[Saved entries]

━━━━━━━━

//! FIRST/FOLLOW analysis and canonical LR(1) automaton construction.

pub mod closure;
pub mod dfa;
pub mod first_follow;
pub mod grammar;
pub mod item;
pub mod syntax;
pub mod types;
pub mod util;
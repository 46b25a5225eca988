use anyhow::Context as _;
use clap::{Parser, ValueEnum};
use lr1gen::{dfa::DFA, first_follow::FirstFollow, grammar::Grammar};
use std::{fmt::Write as _, fs, path::PathBuf, time::Instant};
use tracing_subscriber::EnvFilter;

#[derive(Debug, Parser)]
#[command(author, version, about, long_about = None)]
struct Args {
    /// What to emit. May be given more than once.
    #[arg(long, value_enum)]
    emit: Vec<Emit>,

    /// Write the report to this file instead of stdout.
    #[arg(short, long)]
    output: Option<PathBuf>,

    /// The path of grammar definition file.
    input: PathBuf,
}

#[derive(Debug, Copy, Clone, PartialEq, ValueEnum)]
enum Emit {
    /// The augmented grammar.
    Grammar,
    /// FIRST and FOLLOW sets of each nonterminal.
    FirstFollow,
    /// States and transitions of the canonical LR(1) automaton.
    Automaton,
}

fn main() -> anyhow::Result<()> {
    tracing_subscriber::fmt()
        .with_env_filter(EnvFilter::from_default_env())
        .init();

    let args = Args::parse();
    tracing::debug!("parsed CLI args = {:?}", args);

    process_file(&args)
        .with_context(|| anyhow::anyhow!("errored during processing {}", args.input.display()))?;

    Ok(())
}

fn process_file(args: &Args) -> anyhow::Result<()> {
    let emit = if args.emit.is_empty() {
        vec![Emit::FirstFollow, Emit::Automaton]
    } else {
        args.emit.clone()
    };

    let s = Instant::now();
    let grammar = Grammar::from_file(&args.input)?;
    tracing::info!("load grammar: {:?} elapsed", s.elapsed());

    let empty_nonterminals: Vec<_> = grammar
        .unproductive_nonterminals()
        .map(|n| n.name())
        .collect();
    if !empty_nonterminals.is_empty() {
        eprintln!(
            "[warning] The following nonterminals have no associated production rule: {:?}",
            empty_nonterminals
        );
    }

    let s = Instant::now();
    let sets = FirstFollow::compute(&grammar);
    tracing::info!("compute FIRST/FOLLOW: {:?} elapsed", s.elapsed());

    let mut report = String::new();
    if emit.contains(&Emit::Grammar) {
        writeln!(report, "{}", grammar)?;
    }
    if emit.contains(&Emit::FirstFollow) {
        writeln!(report, "{}", sets.display(&grammar))?;
    }
    if emit.contains(&Emit::Automaton) {
        let s = Instant::now();
        let dfa = DFA::generate_with(&grammar, &sets);
        tracing::info!("generate automaton: {:?} elapsed", s.elapsed());
        write!(report, "{}", dfa.display(&grammar))?;
    }

    match &args.output {
        Some(out_file) => fs::write(out_file, report).with_context(|| {
            anyhow::anyhow!("failed to write the report to {}", out_file.display())
        })?,
        None => print!("{}", report),
    }

    Ok(())
}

━━━━━━━━

• [WHAT NEEDS TO BE DONE] All of the data above should be duplicated exactly.

• [WRITTEN RESPONSE]
//! FIRST/FOLLOW analysis and canonical LR(1) automaton construction.

pub mod closure;
pub mod dfa;
pub mod first_follow;
pub mod grammar;
pub mod item;
pub mod syntax;
pub mod types;
pub mod util;
repository 46b25a5225eca988
use anyhow::Context as _;
use clap::{Parser, ValueEnum};
use lr1gen::{dfa::DFA, first_follow::FirstFollow, grammar::Grammar};
use std::{fmt::Write as _, fs, path::PathBuf, time::Instant};
use tracing_subscriber::EnvFilter;

#[derive(Debug, Parser)]
#[command(author, version, about, long_about = None)]
struct Args {
    /// What to emit. May be given more than once.
    #[arg(long, value_enum)]
    emit: Vec<Emit>,

    /// Write the report to this file instead of stdout.
    #[arg(short, long)]
    output: Option<PathBuf>,

    /// The path of grammar definition file.
    input: PathBuf,
}

#[derive(Debug, Copy, Clone, PartialEq, ValueEnum)]
enum Emit {
    /// The augmented grammar.
    Grammar,
    /// FIRST and FOLLOW sets of each nonterminal.
    FirstFollow,
    /// States and transitions of the canonical LR(1) automaton.
    Automaton,
}

fn main() -> anyhow::Result<()> {
    tracing_subscriber::fmt()
        .with_env_filter(EnvFilter::from_default_env())
        .init();

    let args = Args::parse();
    tracing::debug!("parsed CLI args = {:?}", args);

    process_file(&args)
        .with_context(|| anyhow::anyhow!("errored during processing {}", args.input.display()))?;

    Ok(())
}

fn process_file(args: &Args) -> anyhow::Result<()> {
    let emit = if args.emit.is_empty() {
        vec![Emit::FirstFollow, Emit::Automaton]
    } else {
        args.emit.clone()
    };

    let s = Instant::now();
    let grammar = Grammar::from_file(&args.input)?;
    tracing::info!("load grammar: {:?} elapsed", s.elapsed());

    let empty_nonterminals: Vec<_> = grammar
        .unproductive_nonterminals()
        .map(|n| n.name())
        .collect();
    if !empty_nonterminals.is_empty() {
        eprintln!(
            "[warning] The following nonterminals have no associated production rule: {:?}",
            empty_nonterminals
        );
    }

    let s = Instant::now();
    let sets = FirstFollow::compute(&grammar);
    tracing::info!("compute FIRST/FOLLOW: {:?} elapsed", s.elapsed());

    let mut report = String::new();
    if emit.contains(&Emit::Grammar) {
        writeln!(report, "{}", grammar)?;
    }
    if emit.contains(&Emit::FirstFollow) {
        writeln!(report, "{}", sets.display(&grammar))?;
    }
    if emit.contains(&Emit::Automaton) {
        let s = Instant::now();
        let dfa = DFA::generate_with(&grammar, &sets);
        tracing::info!("generate automaton: {:?} elapsed", s.elapsed());
        write!(report, "{}", dfa.display(&grammar))?;
    }

    match &args.output {
        Some(out_file) => fs::write(out_file, report).with_context(|| {
            anyhow::anyhow!("failed to write the report to {}", out_file.display())
        })?,
        None => print!("{}", report),
    }

    Ok(())
}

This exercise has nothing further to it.